I was wondering if anyone had any good training advice to help my five month old German Shepherd/Doberman mix puppy be less afraid of cars when she's out on her walks. We hired a trainer, but to make a very, very long story short she wasn't as good as I'd hoped she'd be. I tried using treats to distract Zoe from the cars at first, but that didn't work as well as I thought it would. She still shakes and pulls whenever we walk around the corner or go to cross the street.

I vaguely remember my Bichon Frise Esme doing something similar as a puppy, so I have a feeling it's just a matter of Zoe getting used to the sights and sounds, but I just feel bad that she's scared and would like to help her get over her fear. Esme eventually outgrew her skittishness around cars, so I'm hoping with some time and effort on my part, Zoe will too.

--Amanda


----------



## llombardo (Dec 11, 2011)

My golden was like that and with age he has gotten much better. We are now able to sit and watch cars pass, he still does not like garbage trucks, but he loves the garbage man that gives him treats I got him to be able to stand next to the truck without issue that way.


----------



## MadLab (Jan 7, 2013)

One thing to try is stamping you feet as you go.

Do it a little at a time and build it up. Change speeds and run a little, then try going slowly. Practice turning, crossing the road etc.

Basically start making the walk challenging and the dog will have so much stuff to think about it will stop focusing on the noise of cars.

Do realize that dogs ears are more sensitive and powerful than ours so the noise you are exposing it to may seem harsh to the dog.

Also their vision is closer to the ground than ours so they can't actually see where trafic is coming from like us.

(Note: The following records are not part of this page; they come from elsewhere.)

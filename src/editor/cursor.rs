//! Caret movement across the rendered outline.
//!
//! Vertical moves walk the visible tree the way it is laid out on screen:
//! an expanded entry is followed by its first child, the last child of a list
//! is followed by an "end of children" marker which is skipped by climbing to
//! the owner's next sibling. The zoomed-in entry bounds the walk in both
//! directions.
//!
//! The caret column survives vertical moves: the tracked anchor only ever
//! grows from the live caret, so passing through a short line does not lose a
//! wider column.

use super::state::{Patch, StateStore};
use crate::host::{EntryId, Host};

/// Position in the visible layout between two entries.
#[derive(Debug, Clone, PartialEq, Eq)]
enum Node {
    Entry(EntryId),
    /// Marker closing the child list of the owning entry.
    ChildrenEnd(EntryId),
}

/// Computes caret targets and places the caret through the host.
#[derive(Debug, Clone)]
pub struct CursorNavigator {
    floating_header_height: f64,
}

impl Default for CursorNavigator {
    fn default() -> Self {
        Self::new(30.0)
    }
}

impl CursorNavigator {
    /// `floating_header_height` is the band at the top of the viewport hidden
    /// behind the host's fixed header.
    pub fn new(floating_header_height: f64) -> Self {
        Self {
            floating_header_height,
        }
    }

    /// Node laid out directly after `id` and its subtree.
    fn following_node(host: &dyn Host, id: &EntryId) -> Node {
        let Some(parent) = host.parent(id) else {
            return Node::ChildrenEnd(id.clone());
        };
        let siblings = host.visible_children(&parent);
        let next = siblings
            .iter()
            .position(|s| s == id)
            .and_then(|i| siblings.get(i + 1));

        match next {
            Some(sibling) => Node::Entry(sibling.clone()),
            None => Node::ChildrenEnd(parent),
        }
    }

    /// Entry below `from`, or `None` at the bottom of the view.
    pub fn next_entry(&self, host: &dyn Host, from: &EntryId) -> Option<EntryId> {
        let view = host.current_entry();

        let mut node = match host.visible_children(from).into_iter().next() {
            Some(child) => Node::Entry(child),
            None if *from == view => return None,
            None => Self::following_node(host, from),
        };

        loop {
            match node {
                Node::Entry(id) => return Some(id),
                Node::ChildrenEnd(owner) => {
                    if owner == view || host.parent(&owner).is_none() {
                        return None;
                    }
                    node = Self::following_node(host, &owner);
                }
            }
        }
    }

    /// Entry above `from`, or `None` at the top of the view.
    pub fn previous_entry(&self, host: &dyn Host, from: &EntryId) -> Option<EntryId> {
        let view = host.current_entry();
        if *from == view {
            return None;
        }

        let parent = host.parent(from)?;
        let siblings = host.visible_children(&parent);
        let index = siblings.iter().position(|s| s == from)?;

        if index > 0 {
            return Some(Self::last_visible_descendant(host, &siblings[index - 1]));
        }

        if parent == view {
            return None;
        }
        Some(parent)
    }

    fn last_visible_descendant(host: &dyn Host, id: &EntryId) -> EntryId {
        let mut current = id.clone();
        while let Some(last) = host.visible_children(&current).pop() {
            current = last;
        }
        current
    }

    /// Moves the caret to the entry below `from`. Returns false at the bottom.
    pub fn move_down(&self, host: &mut dyn Host, state: &mut StateStore, from: &EntryId) -> bool {
        match self.next_entry(host, from) {
            Some(target) => {
                self.set_cursor_after_vertical_move(host, state, &target);
                true
            }
            None => false,
        }
    }

    /// Moves the caret to the entry above `from`. Returns false at the top.
    pub fn move_up(&self, host: &mut dyn Host, state: &mut StateStore, from: &EntryId) -> bool {
        match self.previous_entry(host, from) {
            Some(target) => {
                self.set_cursor_after_vertical_move(host, state, &target);
                true
            }
            None => false,
        }
    }

    /// Shifts the caret by `offset` characters within the focused name.
    ///
    /// A target outside `0..=len` is ignored and leaves both the caret and the
    /// tracked anchor untouched. Returns whether the caret moved.
    pub fn move_horizontally(
        &self,
        host: &mut dyn Host,
        state: &mut StateStore,
        offset: isize,
    ) -> bool {
        let Some(caret) = host.caret() else {
            return false;
        };

        let len = host.name_text(&caret.entry).chars().count() as isize;
        let target = caret.offset as isize + offset;
        if target < 0 || target > len {
            return false;
        }

        let target = target as usize;
        state.set(|_| Patch::default().anchor_offset(target));
        host.place_caret(&caret.entry, target);
        true
    }

    /// Puts the caret on `target`, at the wider of the live caret column and
    /// the tracked anchor, clamped to the target's text.
    pub fn set_cursor_after_vertical_move(
        &self,
        host: &mut dyn Host,
        state: &mut StateStore,
        target: &EntryId,
    ) {
        let live = host.caret().map(|c| c.offset).unwrap_or(0);
        state.set(|s| Patch::default().anchor_offset(live.max(s.anchor_offset)));

        let len = host.name_text(target).chars().count();
        host.place_caret(target, state.anchor_offset().min(len));

        self.move_above_fold(host, target);
    }

    /// Places the caret in the focused entry at `offset`, clamped.
    pub fn set_cursor_at(&self, host: &mut dyn Host, offset: usize) {
        let Some(focused) = host.focused_entry() else {
            return;
        };
        let len = host.name_text(&focused).chars().count();
        host.place_caret(&focused, offset.min(len));
    }

    /// Scrolls `target` into view when it sits under the fixed header or
    /// crosses the bottom of the viewport.
    fn move_above_fold(&self, host: &mut dyn Host, target: &EntryId) {
        let rect = host.rect(target);
        let fold = host.viewport_height();

        let beyond_fold = rect.top >= fold || rect.bottom > fold;
        let above_viewport = rect.top < self.floating_header_height;
        if !beyond_fold && !above_viewport {
            return;
        }

        host.scroll_into_view(target);
        if above_viewport {
            host.scroll_by(-self.floating_header_height);
        }
    }
}

#[cfg(test)]
mod tests {
    use super::*;
    use crate::host::MemoryOutline;

    const OUTLINE: &str = "\
a
  a1
  a2
    a2x
b [+]
  b1
c
";

    fn id(s: &str) -> EntryId {
        EntryId::new(s)
    }

    #[test]
    fn test_next_entry_descends_and_climbs() {
        let host = MemoryOutline::from_indented(OUTLINE);
        let nav = CursorNavigator::default();

        assert_eq!(nav.next_entry(&host, &id("a")), Some(id("a1")));
        assert_eq!(nav.next_entry(&host, &id("a1")), Some(id("a2")));
        assert_eq!(nav.next_entry(&host, &id("a2")), Some(id("a2x")));
        // two end-of-children markers in a row
        assert_eq!(nav.next_entry(&host, &id("a2x")), Some(id("b")));
        // collapsed entries are stepped over
        assert_eq!(nav.next_entry(&host, &id("b")), Some(id("c")));
        assert_eq!(nav.next_entry(&host, &id("c")), None);
    }

    #[test]
    fn test_previous_entry_enters_last_descendant() {
        let host = MemoryOutline::from_indented(OUTLINE);
        let nav = CursorNavigator::default();

        assert_eq!(nav.previous_entry(&host, &id("b")), Some(id("a2x")));
        assert_eq!(nav.previous_entry(&host, &id("a2x")), Some(id("a2")));
        assert_eq!(nav.previous_entry(&host, &id("a1")), Some(id("a")));
        assert_eq!(nav.previous_entry(&host, &id("a")), None);
    }

    #[test]
    fn test_walk_is_bounded_by_zoom() {
        let mut host = MemoryOutline::from_indented(OUTLINE);
        host.zoom_to(&id("a"));
        let nav = CursorNavigator::default();

        assert_eq!(nav.next_entry(&host, &id("a2x")), None);
        assert_eq!(nav.previous_entry(&host, &id("a1")), None);
        assert_eq!(nav.next_entry(&host, &id("a")), Some(id("a1")));
    }

    #[test]
    fn test_horizontal_out_of_range_is_ignored() {
        let mut host = MemoryOutline::from_indented("abc\n");
        let mut state = StateStore::new();
        let nav = CursorNavigator::default();
        host.place_caret(&id("abc"), 1);

        assert!(nav.move_horizontally(&mut host, &mut state, 2));
        assert_eq!(host.caret().map(|c| c.offset), Some(3));
        assert_eq!(state.anchor_offset(), 3);

        assert!(!nav.move_horizontally(&mut host, &mut state, 1));
        assert!(!nav.move_horizontally(&mut host, &mut state, -4));
        assert_eq!(host.caret().map(|c| c.offset), Some(3));
        assert_eq!(state.anchor_offset(), 3);
    }

    #[test]
    fn test_vertical_move_keeps_wide_column() {
        let mut host = MemoryOutline::from_indented("long line\nab\nanother line\n");
        let mut state = StateStore::new();
        let nav = CursorNavigator::default();
        host.place_caret(&id("long line"), 5);
        state.set(|_| Patch::default().anchor_offset(5));

        assert!(nav.move_down(&mut host, &mut state, &id("long line")));
        assert_eq!(host.caret().map(|c| c.offset), Some(2));
        assert_eq!(state.anchor_offset(), 5);

        assert!(nav.move_down(&mut host, &mut state, &id("ab")));
        assert_eq!(host.caret().map(|c| c.offset), Some(5));
    }

    #[test]
    fn test_scrolls_when_hidden_under_header() {
        let mut host = MemoryOutline::from_indented("a\nb\n");
        let nav = CursorNavigator::new(30.0);
        let mut state = StateStore::new();
        host.set_rect(&id("b"), crate::host::Rect { top: 10.0, bottom: 25.0 });

        nav.set_cursor_after_vertical_move(&mut host, &mut state, &id("b"));
        assert_eq!(host.scroll_log(), &["into-view b".to_string(), "by -30".to_string()]);
    }

    #[test]
    fn test_scrolls_when_crossing_the_fold() {
        let mut host = MemoryOutline::from_indented("a\nb\n");
        host.set_viewport_height(600.0);
        let nav = CursorNavigator::new(30.0);
        let mut state = StateStore::new();
        host.set_rect(&id("b"), crate::host::Rect { top: 590.0, bottom: 610.0 });

        nav.set_cursor_after_vertical_move(&mut host, &mut state, &id("b"));
        assert_eq!(host.scroll_log(), &["into-view b".to_string()]);
    }

    #[test]
    fn test_scrolls_when_below_the_fold() {
        let mut host = MemoryOutline::from_indented("a\nb\n");
        host.set_viewport_height(300.0);
        let nav = CursorNavigator::new(30.0);
        let mut state = StateStore::new();
        host.set_rect(&id("b"), crate::host::Rect { top: 420.0, bottom: 440.0 });

        nav.set_cursor_after_vertical_move(&mut host, &mut state, &id("b"));
        assert_eq!(host.scroll_log(), &["into-view b".to_string()]);
    }

    #[test]
    fn test_visible_entry_does_not_scroll() {
        let mut host = MemoryOutline::from_indented("a\nb\n");
        host.set_viewport_height(600.0);
        let nav = CursorNavigator::new(30.0);
        let mut state = StateStore::new();
        host.set_rect(&id("b"), crate::host::Rect { top: 100.0, bottom: 120.0 });

        nav.set_cursor_after_vertical_move(&mut host, &mut state, &id("b"));
        assert!(host.scroll_log().is_empty());
    }
}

Also check out Tyler Mutos leash techniques and place command building up to working under distraction.
Tyler Muto - YouTube


----------



## OriginalWacky (Dec 21, 2011)

Can you work with your pup a little farther away from the cars? If you can work with her on things far enough away from the cars that she isn't afraid, and then gradually get closer, maybe that would help.


----------



## Blanketback (Apr 27, 2012)

My puppy reacted to cars as well. If given the chance, he'd lunge after them too. I taught him "sit" and when I saw a car approaching, I'd stop walking (placing myself between him and the road) and ask for a sit, and then keep him in that position until the car passed us. I didn't use treats for this, because he wasn't interested in food rewards outdoors, so it was verbal praise only. Good luck - my pup eventually learned to ignore cars and doesn't want to chase them anymore either. Yay.


----------



## AryaStark (Jan 8, 2014)

Thank you for the advice everyone, it's really helpful! I'm going to incorporate it into our walks this week. 

MadLab-you know, it's funny you mention stomping one's feet as a distraction. On a whim when I was walking Zoe this morning I acted as if there were squirrels in the tree at the corner and asked her to go get them as a distraction because she gets all excited when she sees one and starts prancing because she wants to go look for them--I figured it'd be a good way to keep her mind off of the cars on the street. I felt bad about tricking her, but it worked--she was so intent on looking for a squirrel that she forgot all about the loud noises. I'll check out the YouTube link tomorrow as well, thanks for that too. 

I figure she'll eventually grow out of it, but I'd like to do whatever I can to help ease her out of her fear, especially since I live right near a busy street that we need to cross when we go for walks. I'd change the route if I could, but there's no way to avoid it so I want to do what I can to make her comfortable with the noise, etc.


----------